I was at New Jersey Institute of Technology last Thursday for another round of Startupalooza. At this NJ-centric pitchathon, startups of a mostly medical or pharma flavor get to make their case to gathered investors (Jumpstart NJ, DFJ Gotham, Golden Seeds) and other interested parties. After NY Tech Day last month, it was a relief to see something other than peer-to-peer buying or shared social experience apps.
In my brief tour of the booths and desks at Startupalooza, I came upon a medical monitoring watch-like gadget, an inpatient nurse notification tablet, and a GPS-based cellular device for monitoring fleets and teenage driving patterns. All these startups are on the verge of attracting more investment and getting more attention in the marketplace.
Taking it from the top, Vesag focuses on personal medical sensor that can transmit bio-information over a wireless or cellular network. At their desk, I saw their Advanced Medical Watch. Think of it as one of those G-Shock-sized watches but with a built-in GPS, accelerometer, and wireless ZigBee router that links up with other Vesag sensors. The Vesag watch gathers temperature, blood pressure, and EKG, along with location coordinates and then sends this bio data over a cell network to notify doctors, nurses, and caregivers of potential emergencies.

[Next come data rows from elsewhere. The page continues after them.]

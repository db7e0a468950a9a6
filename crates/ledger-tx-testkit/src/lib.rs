//! # Ledger Tx Testkit
//!
//! Testing utilities for ledger transactions.
//!
//! ## Overview
//!
//! This crate provides:
//!
//! - **Golden vectors**: Pinned canonical bytes for cross-implementation checks
//! - **Generators**: Proptest strategies for messages and transactions
//! - **Fixtures**: Ed25519 signers bound to a chain id
//!
//! ## Golden Vectors
//!
//! ```rust
//! use ledger_tx_testkit::vectors::verify_all_vectors;
//!
//! assert!(verify_all_vectors().is_empty());
//! ```
//!
//! ## Property Testing
//!
//! ```rust,ignore
//! use proptest::prelude::*;
//! use ledger_tx_testkit::generators::tx;
//!
//! proptest! {
//!     #[test]
//!     fn sign_bytes_is_deterministic(tx in tx()) {
//!         prop_assert_eq!(tx.sign_bytes().unwrap(), tx.sign_bytes().unwrap());
//!     }
//! }
//! ```
//!
//! ## Test Fixtures
//!
//! ```rust
//! use ledger_tx_core::msg::ReturnEscrowMsg;
//! use ledger_tx_core::Tx;
//! use ledger_tx_testkit::fixtures::{verify_tx_signature, TestFixture};
//!
//! let fixture = TestFixture::with_seed([1; 32]);
//! let mut tx = Tx::new(ReturnEscrowMsg { escrow_id: vec![0; 8].into() });
//! fixture.sign(&mut tx, 0);
//! assert!(verify_tx_signature(&tx, &fixture.chain_id, &tx.signatures()[0]));
//! ```

pub mod fixtures;
pub mod generators;
pub mod vectors;

pub use fixtures::{multi_party_fixtures, verify, verify_tx_signature, Keypair, TestFixture};
pub use vectors::{all_vectors, verify_all_vectors, verify_vector, GoldenVector};
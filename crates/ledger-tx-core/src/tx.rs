//! Tx: the transaction envelope.
//!
//! A transaction wraps exactly one message with optional fee information, an
//! optional hash-lock preimage, and the signatures authorising it. Only the
//! signature list may change after construction.
//!
//! The bytes that get signed are the canonical encoding of the envelope with
//! an empty signature list, so adding or removing signatures never changes
//! what earlier signers signed.

use bytes::Bytes;
use ciborium::value::Value;

use crate::canonical::{bytes_value, decode_value, encode_canonical, entry, opt_bytes_value, Fields};
use crate::crypto::{Ed25519PublicKey, Ed25519Signature};
use crate::error::{CoreError, ValidationError};
use crate::msg::Msg;
use crate::types::{Address, Coin};

/// Domain prefix of the per-signer signing payload.
pub const SIGN_DOMAIN: &[u8] = b"ledger-tx/sig/v1";

/// Envelope field keys.
mod keys {
    pub const FEES: u64 = 1;
    pub const SIGNATURES: u64 = 2;
    pub const PREIMAGE: u64 = 3;
    pub const SUM: u64 = 4;
}

/// Fee offered for processing a transaction.
#[derive(Debug, Clone, PartialEq, Eq)]
pub struct FeeInfo {
    /// Who pays. `None` means the first signer.
    pub payer: Option<Address>,
    pub fees: Coin,
}

impl FeeInfo {
    /// Check the payer format and that the fee is a valid, non-negative amount.
    pub fn validate(&self) -> Result<(), ValidationError> {
        if let Some(payer) = &self.payer {
            payer.validate("payer")?;
        }
        self.fees.validate("fees")?;
        if self.fees.whole < 0 || self.fees.fractional < 0 {
            return Err(ValidationError::InvalidCoin {
                field: "fees",
                reason: "fee must not be negative",
            });
        }
        Ok(())
    }

    fn to_value(&self) -> Value {
        Value::Map(vec![
            entry(0, opt_bytes_value(self.payer.as_ref().map(|a| &a.0))),
            entry(1, self.fees.to_value()),
        ])
    }

    fn from_value(value: &Value) -> Result<Self, CoreError> {
        let fields = Fields::new(value, "fees")?;
        Ok(Self {
            payer: fields.opt_bytes(0)?.map(Address),
            fees: Coin::from_value(fields.required(1)?)?,
        })
    }
}

/// One signature over a transaction.
#[derive(Debug, Clone, Copy, PartialEq, Eq)]
pub struct StdSignature {
    pub pubkey: Ed25519PublicKey,
    pub signature: Ed25519Signature,
    /// The signer's account sequence, for replay protection.
    pub sequence: u64,
}

impl StdSignature {
    /// The address that produced this signature.
    pub fn signer(&self) -> Address {
        self.pubkey.address()
    }

    fn to_value(&self) -> Value {
        Value::Map(vec![
            entry(0, bytes_value(self.pubkey.as_bytes())),
            entry(1, bytes_value(self.signature.as_bytes())),
            entry(2, Value::Integer(self.sequence.into())),
        ])
    }

    fn from_value(value: &Value) -> Result<Self, CoreError> {
        let fields = Fields::new(value, "signature")?;
        Ok(Self {
            pubkey: Ed25519PublicKey(fields.fixed::<32>(0)?),
            signature: Ed25519Signature(fields.fixed::<64>(1)?),
            sequence: fields.uint(2)?,
        })
    }
}

/// The message slot of a transaction.
#[derive(Debug, Clone, PartialEq)]
pub enum Sum {
    /// A message this build understands.
    Known(Msg),
    /// A message tag from a newer protocol version. Kept verbatim so the
    /// transaction still re-encodes to its original bytes.
    Unknown { tag: u64, body: Value },
}

impl Sum {
    pub fn tag(&self) -> u64 {
        match self {
            Sum::Known(msg) => msg.tag(),
            Sum::Unknown { tag, .. } => *tag,
        }
    }

    fn to_value(&self) -> Value {
        let body = match self {
            Sum::Known(msg) => msg.body_value(),
            Sum::Unknown { body, .. } => body.clone(),
        };
        Value::Array(vec![Value::Integer(self.tag().into()), body])
    }

    fn from_value(value: &Value) -> Result<Self, CoreError> {
        let (tag, body) = match value {
            Value::Array(items) if items.len() == 2 => {
                let tag = match &items[0] {
                    Value::Integer(i) => u64::try_from(*i)
                        .map_err(|_| CoreError::decoding("sum: tag out of range"))?,
                    _ => return Err(CoreError::decoding("sum: tag must be an integer")),
                };
                (tag, &items[1])
            }
            _ => return Err(CoreError::decoding("sum: expected [tag, body]")),
        };

        match Msg::from_tagged(tag, body)? {
            Some(msg) => Ok(Sum::Known(msg)),
            None => Ok(Sum::Unknown {
                tag,
                body: body.clone(),
            }),
        }
    }
}

/// A transaction envelope.
#[derive(Debug, Clone, PartialEq)]
pub struct Tx {
    sum: Sum,
    fees: Option<FeeInfo>,
    preimage: Option<Bytes>,
    signatures: Vec<StdSignature>,
}

impl Tx {
    /// Create an unsigned transaction carrying `msg`.
    pub fn new(msg: impl Into<Msg>) -> Self {
        TxBuilder::new(msg).build()
    }

    /// Decode a transaction from its canonical bytes.
    ///
    /// Rejects malformed, truncated or non-canonical input, trailing bytes,
    /// and envelopes with no message.
    pub fn decode(bytes: &[u8]) -> Result<Self, CoreError> {
        let value = decode_value(bytes)?;
        let tx = Self::from_value(&value)?;

        // Only the canonical form is accepted, so one transaction has exactly
        // one byte representation.
        match tx.encode() {
            Ok(reencoded) if reencoded == bytes => Ok(tx),
            _ => Err(CoreError::decoding("non-canonical encoding")),
        }
    }

    /// Encode the full transaction, signatures included.
    pub fn encode(&self) -> Result<Vec<u8>, CoreError> {
        encode_canonical(&self.to_value(&self.signatures))
    }

    /// The bytes a signer signs: the encoding with an empty signature list.
    ///
    /// Depends only on the message, fees and preimage. Does not touch `self`.
    pub fn sign_bytes(&self) -> Result<Vec<u8>, CoreError> {
        encode_canonical(&self.to_value(&[]))
    }

    /// The message handed to the signature module for one signer.
    ///
    /// `SIGN_DOMAIN || len(chain_id) || chain_id || sequence (BE) || sign_bytes`.
    pub fn signing_payload(&self, chain_id: &str, sequence: u64) -> Result<Vec<u8>, CoreError> {
        let chain_len = u8::try_from(chain_id.len())
            .map_err(|_| CoreError::EncodingError("chain id longer than 255 bytes".into()))?;
        let sign_bytes = self.sign_bytes()?;

        let mut buf = Vec::with_capacity(SIGN_DOMAIN.len() + 1 + chain_id.len() + 8 + sign_bytes.len());
        buf.extend_from_slice(SIGN_DOMAIN);
        buf.push(chain_len);
        buf.extend_from_slice(chain_id.as_bytes());
        buf.extend_from_slice(&sequence.to_be_bytes());
        buf.extend_from_slice(&sign_bytes);
        Ok(buf)
    }

    /// The message carried by this transaction.
    ///
    /// Fails with `UnknownMessageKind` if the message tag is not one this
    /// build knows.
    pub fn get_msg(&self) -> Result<&Msg, CoreError> {
        match &self.sum {
            Sum::Known(msg) => Ok(msg),
            Sum::Unknown { tag, .. } => Err(CoreError::UnknownMessageKind(*tag)),
        }
    }

    /// The raw message slot, including unrecognised tags.
    pub fn sum(&self) -> &Sum {
        &self.sum
    }

    pub fn fees(&self) -> Option<&FeeInfo> {
        self.fees.as_ref()
    }

    /// Hash-lock preimage revealed by this transaction, if any.
    pub fn preimage(&self) -> Option<&Bytes> {
        self.preimage.as_ref()
    }

    pub fn signatures(&self) -> &[StdSignature] {
        &self.signatures
    }

    /// Addresses of all signers, in signature order.
    pub fn signers(&self) -> Vec<Address> {
        self.signatures.iter().map(StdSignature::signer).collect()
    }

    /// Append a signature.
    pub fn add_signature(&mut self, signature: StdSignature) {
        self.signatures.push(signature);
    }

    /// Remove and return all signatures.
    pub fn clear_signatures(&mut self) -> Vec<StdSignature> {
        std::mem::take(&mut self.signatures)
    }

    /// Build the envelope value with the given signature list.
    fn to_value(&self, signatures: &[StdSignature]) -> Value {
        let fees = match &self.fees {
            Some(f) => f.to_value(),
            None => Value::Null,
        };
        let signatures = signatures.iter().map(StdSignature::to_value).collect();

        Value::Map(vec![
            entry(keys::FEES, fees),
            entry(keys::SIGNATURES, Value::Array(signatures)),
            entry(keys::PREIMAGE, opt_bytes_value(self.preimage.as_ref())),
            entry(keys::SUM, self.sum.to_value()),
        ])
    }

    fn from_value(value: &Value) -> Result<Self, CoreError> {
        let fields = Fields::new(value, "tx")?;

        let sum = match fields.get(keys::SUM) {
            Some(v) => Sum::from_value(v)?,
            None => return Err(CoreError::decoding("transaction carries no message")),
        };

        let fees = match fields.get(keys::FEES) {
            Some(v) => Some(FeeInfo::from_value(v)?),
            None => None,
        };

        let signatures = fields
            .array(keys::SIGNATURES)?
            .iter()
            .map(StdSignature::from_value)
            .collect::<Result<Vec<_>, _>>()?;

        Ok(Self {
            sum,
            fees,
            preimage: fields.opt_bytes(keys::PREIMAGE)?,
            signatures,
        })
    }
}

/// Decode raw transaction bytes. The entry point for bytes arriving from the
/// network or the mempool.
pub fn decode_tx(bytes: &[u8]) -> Result<Tx, CoreError> {
    Tx::decode(bytes)
}

/// Builder for unsigned transactions.
pub struct TxBuilder {
    msg: Msg,
    fees: Option<FeeInfo>,
    preimage: Option<Bytes>,
}

impl TxBuilder {
    /// Start building a transaction around `msg`.
    pub fn new(msg: impl Into<Msg>) -> Self {
        Self {
            msg: msg.into(),
            fees: None,
            preimage: None,
        }
    }

    /// Set the fee.
    pub fn fees(mut self, fees: FeeInfo) -> Self {
        self.fees = Some(fees);
        self
    }

    /// Set the hash-lock preimage.
    pub fn preimage(mut self, preimage: impl Into<Bytes>) -> Self {
        self.preimage = Some(preimage.into());
        self
    }

    pub fn build(self) -> Tx {
        Tx {
            sum: Sum::Known(self.msg),
            fees: self.fees,
            preimage: self.preimage,
            signatures: Vec::new(),
        }
    }
}
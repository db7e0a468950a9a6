//! Error types for the dispatch pipeline.

use std::time::Duration;

use ledger_tx_core::{CoreError, ValidationError};
use thiserror::Error;

/// Errors that can occur while checking or delivering a transaction.
#[derive(Debug, Error)]
pub enum DispatchError {
    /// The raw transaction exceeds the configured size limit.
    #[error("transaction too large: {size} bytes exceeds limit of {max}")]
    TxTooLarge { size: usize, max: usize },

    /// Decoding failed or the message kind is unknown.
    #[error("{0}")]
    Core(#[from] CoreError),

    /// The message failed field validation.
    #[error("validation error: {0}")]
    Validation(#[from] ValidationError),

    /// No handler is registered for the message path.
    #[error("no route for path: {0}")]
    NoRoute(String),

    /// A handler is already registered for the path.
    #[error("route already registered: {0}")]
    DuplicateRoute(String),

    /// The handler rejected the message.
    #[error("handler error: {0:#}")]
    Handler(anyhow::Error),

    /// The handler did not finish in time.
    #[error("handler for {path} timed out after {timeout:?}")]
    HandlerTimeout { path: &'static str, timeout: Duration },
}

impl DispatchError {
    /// True if the transaction carried a message kind this build does not know.
    pub fn is_unknown_kind(&self) -> bool {
        matches!(self, DispatchError::Core(CoreError::UnknownMessageKind(_)))
    }
}

/// Result type for dispatch operations.
pub type Result<T> = std::result::Result<T, DispatchError>;
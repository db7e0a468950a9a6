//! # Ledger Tx Core
//!
//! Pure primitives for ledger transactions: the envelope, the closed set of
//! message kinds, canonical encoding, and field validation.
//!
//! This crate contains no I/O, no storage, no networking, and no signing.
//!
//! ## Key Types
//!
//! - [`Tx`] - Transaction envelope: one message, optional fees, signatures
//! - [`Msg`] - The closed set of message kinds
//! - [`Message`] - Trait implemented by each concrete message
//! - [`Address`], [`Coin`] - Value types carried by messages
//!
//! ## Canonicalization
//!
//! Transactions are encoded using deterministic CBOR. Decoding accepts only
//! the canonical form. See [`canonical`] module.
//!
//! ## Sign bytes
//!
//! [`Tx::sign_bytes`] is the encoding with an empty signature list, so it is
//! the same before and after any number of signatures are attached.

pub mod canonical;
pub mod crypto;
pub mod error;
pub mod msg;
pub mod tx;
pub mod types;
pub mod validation;

pub use canonical::{decode_value, encode_canonical};
pub use crypto::{Ed25519PublicKey, Ed25519Signature};
pub use error::{CoreError, ValidationError};
pub use msg::{Message, Msg, KNOWN_TAGS};
pub use tx::{decode_tx, FeeInfo, StdSignature, Sum, Tx, TxBuilder, SIGN_DOMAIN};
pub use types::{Address, Coin, ADDRESS_LEN};
pub use validation::{validate_chain_address_mutation, validate_issue_token};
//! Key and signature types carried by transactions.
//!
//! The core never signs or verifies. These are fixed-size byte wrappers
//! handed to the external signature module, plus address derivation.

use serde::{Deserialize, Serialize};
use std::fmt;

use crate::types::{Address, ADDRESS_LEN};

/// Domain prefix for deriving an address from an Ed25519 public key.
pub const ED25519_ADDRESS_DOMAIN: &[u8] = b"sigs/ed25519/";

/// A 32-byte Ed25519 public key.
#[derive(Clone, Copy, PartialEq, Eq, Hash, Serialize, Deserialize)]
pub struct Ed25519PublicKey(pub [u8; 32]);

impl Ed25519PublicKey {
    /// Create from raw bytes.
    pub const fn from_bytes(bytes: [u8; 32]) -> Self {
        Self(bytes)
    }

    /// Get the raw bytes.
    pub const fn as_bytes(&self) -> &[u8; 32] {
        &self.0
    }

    /// Convert to hex string.
    pub fn to_hex(&self) -> String {
        hex::encode(self.0)
    }

    /// Parse from hex string.
    pub fn from_hex(s: &str) -> Result<Self, hex::FromHexError> {
        let bytes = hex::decode(s)?;
        let arr: [u8; 32] = bytes
            .try_into()
            .map_err(|_| hex::FromHexError::InvalidStringLength)?;
        Ok(Self(arr))
    }

    /// Derive the on-chain address controlled by this key.
    ///
    /// `blake3(ED25519_ADDRESS_DOMAIN || pubkey)`, truncated to 20 bytes.
    pub fn address(&self) -> Address {
        let mut hasher = blake3::Hasher::new();
        hasher.update(ED25519_ADDRESS_DOMAIN);
        hasher.update(&self.0);
        let hash = hasher.finalize();
        Address::from(&hash.as_bytes()[..ADDRESS_LEN])
    }
}

impl fmt::Debug for Ed25519PublicKey {
    fn fmt(&self, f: &mut fmt::Formatter<'_>) -> fmt::Result {
        write!(f, "Ed25519Pub({})", &self.to_hex()[..16])
    }
}

impl AsRef<[u8]> for Ed25519PublicKey {
    fn as_ref(&self) -> &[u8] {
        &self.0
    }
}

impl From<[u8; 32]> for Ed25519PublicKey {
    fn from(bytes: [u8; 32]) -> Self {
        Self(bytes)
    }
}

/// A 64-byte Ed25519 signature.
#[derive(Clone, Copy, PartialEq, Eq)]
pub struct Ed25519Signature(pub [u8; 64]);

impl Ed25519Signature {
    /// Create from raw bytes.
    pub const fn from_bytes(bytes: [u8; 64]) -> Self {
        Self(bytes)
    }

    /// Get the raw bytes.
    pub const fn as_bytes(&self) -> &[u8; 64] {
        &self.0
    }

    /// Convert to hex string.
    pub fn to_hex(&self) -> String {
        hex::encode(self.0)
    }

    /// The zero signature (invalid, used as placeholder).
    pub const ZERO: Self = Self([0u8; 64]);
}

impl fmt::Debug for Ed25519Signature {
    fn fmt(&self, f: &mut fmt::Formatter<'_>) -> fmt::Result {
        write!(f, "Ed25519Sig({}...)", &self.to_hex()[..16])
    }
}

impl AsRef<[u8]> for Ed25519Signature {
    fn as_ref(&self) -> &[u8] {
        &self.0
    }
}

impl From<[u8; 64]> for Ed25519Signature {
    fn from(bytes: [u8; 64]) -> Self {
        Self(bytes)
    }
}

#[cfg(test)]
mod tests {
    use super::*;

    #[test]
    fn test_address_derivation_deterministic() {
        let pk = Ed25519PublicKey::from_bytes([0x42; 32]);
        let a1 = pk.address();
        let a2 = pk.address();
        assert_eq!(a1, a2);
        assert_eq!(a1.len(), ADDRESS_LEN);
        assert!(a1.validate("owner").is_ok());
    }

    #[test]
    fn test_different_keys_different_addresses() {
        let a1 = Ed25519PublicKey::from_bytes([0x01; 32]).address();
        let a2 = Ed25519PublicKey::from_bytes([0x02; 32]).address();
        assert_ne!(a1, a2);
    }

    #[test]
    fn test_public_key_hex_roundtrip() {
        let pk = Ed25519PublicKey::from_bytes([0xab; 32]);
        let recovered = Ed25519PublicKey::from_hex(&pk.to_hex()).unwrap();
        assert_eq!(pk, recovered);
    }

    #[test]
    fn test_public_key_hex_wrong_length() {
        assert!(Ed25519PublicKey::from_hex("abcd").is_err());
    }
}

Vesag’s Advanced Medical Watch has obvious applications in hospitals and independent living environments or any other remote monitoring situation. Company founder, Rajendra Sadhu, came up with the idea when he wanted to keep tabs on his elderly parents back in India and view in real-time their vital information. Necessity or distant mothers can be the mother of invention.
NYC-based StarlingHealth has another medical related product, called Starling, that takes on the patient-nurse communications in hospital settings. Anyone who’s ever tried to hail a nurse will readily see the value prop here. Patients are given a touch-sensitive tablet on which common requests for, say, food, medications, and bed adjustments, are represented as icons. Starling aggregates and prioritizes requests from all patients, feeding them to the appropriate nurse or aide, who can the view the medical situation on their own specialized tablet app.
Starling, by the way, will do any necessary language translations–I saw a demo of Spanish to English and back-again at their booth. The Starling back-end system supports workflows with standardized templates so nurses can respond with just a click to take care of the most common requests.
There is lots of competition here, with big players like Hill-Rom and Conexall– don’t ask how I know about them, I just do. But Starling appears to be a less expensive solution and may have a nice market in smaller hospitals or departments within larger institutions.
Global Telematic Solutions was my last stop at Startupalooza. They have a palm-size embedded system that can be used by fleets to monitor driving behaviors of their drivers. The driver, so to speak, behind this product are usage-based insurance polices–they are being offered!–in which insurances rates dynamically reflect driving patterns.
So with GTS’s Data Logger plugged into the truck’s computer system sending telematics through its CDMA chipset, the insurance company can monitor speed limits, mileage, and other behaviors. Good drivers are rewarded with better rates.
Dennis Lottero, VP of Business Development at GTS, mentioned that this same gadget has other applications, especially in the consumer market. Parents can monitor the activity of their teenage drivers, configuring notifications when they use the family car outside of given hours or beyond an electronic fence or over a certain speed. Lottero told me that GTS supports an SDK so that third-party developers can create their own apps.
I had to run out before the formal pitches were made in the evening, so I don’t have the judges final verdicts on this group of startups. Anyway, I’ll go out on a limb by saying that Startupalooza attracts serious, mostly NJ startups that deserve more attention that some of the things I’m seeing on the other side of the river.